Ciência e religião podem, e devem, coexistir, mas não podem se misturar. O objetivo da ciência é procurar respostas para as perguntas existentes e, talvez mais importante, formular novas perguntas. O objetivo da religião é formular um conjunto de regras de convívio social, ancoradas em algum tipo de divindade que só se conhece e só se aceita por meio da fé. Qualquer religião, portanto, baseia-se em algo misterioso e incognoscível, e livrar-se dos mistérios é exatamente o objetivo da ciência. Se confrontadas, a ciência tentará mostrar que os dogmas religiosos não têm fundamento, e a religião tentará mostrar que o conhecimento científico é incompleto. De vez em quando, é claro, o religioso e o cientista habitam o mesmo corpo e, por alguma razão misteriosa, ainda assim a pessoa consegue manter a sanidade mental.
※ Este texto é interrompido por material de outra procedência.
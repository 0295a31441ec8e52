//! Bloom's-taxonomy cognitive ladder.
//!
//! Six ordered levels describe how deeply the student is engaging with the
//! material. Scaffolding-eligible personas aim their replies one level above
//! the student's assessed level; the ladder is capped at `Create`.

use serde::{Deserialize, Serialize};

/// One of the six ordered cognitive levels.
#[derive(Debug, Clone, Copy, PartialEq, Eq, PartialOrd, Ord, Hash, Serialize, Deserialize)]
pub enum CognitiveLevel {
    Remember,
    Understand,
    Apply,
    Analyze,
    Evaluate,
    Create,
}

impl CognitiveLevel {
    /// All levels in ladder order.
    pub const ALL: [CognitiveLevel; 6] = [
        Self::Remember,
        Self::Understand,
        Self::Apply,
        Self::Analyze,
        Self::Evaluate,
        Self::Create,
    ];

    /// Numeric rank, 1 (Remember) through 6 (Create).
    pub fn rank(self) -> u8 {
        match self {
            Self::Remember => 1,
            Self::Understand => 2,
            Self::Apply => 3,
            Self::Analyze => 4,
            Self::Evaluate => 5,
            Self::Create => 6,
        }
    }

    /// The scaffolding target: one level up, capped at `Create`.
    pub fn one_above(self) -> Self {
        match self {
            Self::Remember => Self::Understand,
            Self::Understand => Self::Apply,
            Self::Apply => Self::Analyze,
            Self::Analyze => Self::Evaluate,
            Self::Evaluate | Self::Create => Self::Create,
        }
    }

    /// Display name used in prompts and transcripts.
    pub fn display_name(self) -> &'static str {
        match self {
            Self::Remember => "Remember",
            Self::Understand => "Understand",
            Self::Apply => "Apply",
            Self::Analyze => "Analyze",
            Self::Evaluate => "Evaluate",
            Self::Create => "Create",
        }
    }

    /// Localized label, as the estimation prompt asks the model to answer.
    pub fn localized_label(self) -> &'static str {
        match self {
            Self::Remember => "记忆",
            Self::Understand => "理解",
            Self::Apply => "应用",
            Self::Analyze => "分析",
            Self::Evaluate => "评价",
            Self::Create => "创造",
        }
    }

    /// Operational definition of what working at this level looks like.
    /// Injected into the scaffolding instruction for the target level.
    pub fn guidance(self) -> &'static str {
        match self {
            Self::Remember => {
                "recall definitions, syntax forms, and standard library names verbatim"
            }
            Self::Understand => {
                "restate a mechanism in one's own words and explain what a given piece of code does"
            }
            Self::Apply => {
                "use a known construct to solve a new, concrete programming task"
            }
            Self::Analyze => {
                "break a program into parts and trace how data and control flow interact"
            }
            Self::Evaluate => {
                "judge competing implementations and justify the trade-offs against explicit criteria"
            }
            Self::Create => {
                "design a new program or data structure by combining mechanisms in an original way"
            }
        }
    }

    /// Best-effort parse of a free-text level label.
    ///
    /// Matches the English name (case-insensitive) or the localized label as
    /// a substring, so `"应用 (Apply)"` and `"apply"` both resolve. Returns
    /// `None` for unrecognized labels; callers default to `Understand`.
    pub fn parse_label(label: &str) -> Option<Self> {
        let lowered = label.trim().to_lowercase();
        if lowered.is_empty() {
            return None;
        }
        Self::ALL.into_iter().find(|level| {
            lowered.contains(&level.display_name().to_lowercase())
                || label.contains(level.localized_label())
        })
    }
}

impl std::fmt::Display for CognitiveLevel {
    fn fmt(&self, f: &mut std::fmt::Formatter<'_>) -> std::fmt::Result {
        f.write_str(self.display_name())
    }
}

#[cfg(test)]
mod tests {
    use super::*;

    #[test]
    fn ranks_are_one_through_six() {
        let ranks: Vec<u8> = CognitiveLevel::ALL.iter().map(|l| l.rank()).collect();
        assert_eq!(ranks, vec![1, 2, 3, 4, 5, 6]);
    }

    #[test]
    fn one_above_is_capped_at_create() {
        assert_eq!(CognitiveLevel::Evaluate.one_above(), CognitiveLevel::Create);
        assert_eq!(CognitiveLevel::Create.one_above(), CognitiveLevel::Create);
        assert_eq!(CognitiveLevel::Create.one_above().rank(), 6);
    }

    #[test]
    fn one_above_climbs_one_rank() {
        for level in CognitiveLevel::ALL {
            let target = level.one_above();
            assert_eq!(target.rank(), (level.rank() + 1).min(6));
        }
    }

    #[test]
    fn parse_english_labels() {
        assert_eq!(
            CognitiveLevel::parse_label("Analyze"),
            Some(CognitiveLevel::Analyze)
        );
        assert_eq!(
            CognitiveLevel::parse_label("  apply "),
            Some(CognitiveLevel::Apply)
        );
    }

    #[test]
    fn parse_localized_labels() {
        assert_eq!(CognitiveLevel::parse_label("评价"), Some(CognitiveLevel::Evaluate));
        assert_eq!(
            CognitiveLevel::parse_label("应用 (Apply)"),
            Some(CognitiveLevel::Apply)
        );
    }

    #[test]
    fn parse_unrecognized_returns_none() {
        assert_eq!(CognitiveLevel::parse_label("transcend"), None);
        assert_eq!(CognitiveLevel::parse_label(""), None);
    }
}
Há também outra diferença importante entre religião e ciência, que é o mecanismo de auto-correção. Embora osacionalmente os cientistas possam agir de maneira tão humana e dogmática quanto os religiosos, a ciência está sempre em busca de conhecimentos mais amplos e mais precisos sobre a natureza. A ciência nunca se contenta com a ignorância, nunca se contenta com menos conhecimento. E a existência de um mecanismo de correção e eliminação de teorias é a única maneira de se evitar que os cientistas caiam vítimas do auto-engano e passem a acreditar em "raios N" ou coisas parecidas. Nas palavras de Albert Einstein:
"O cientista teórico não deve ser invejado, pois a Natureza, ou, mais precisamente, o experimento, é um juiz inexorável e não muito cordial de seu trabalho. Ele nunca diz "Sim" a uma teoria. Nos casos mais favoráveis, ele diz "Talvez" e, na grande maioria dos casos, simplesmente "Não". Se um experimento concorda com uma teoria, isto significa, para esta, "Talvez", e se não concorda, "Não". Provavelmente, toda teoria algum dia experimentará o seu "Não" - a maioria das teorias, logo após sua concepção."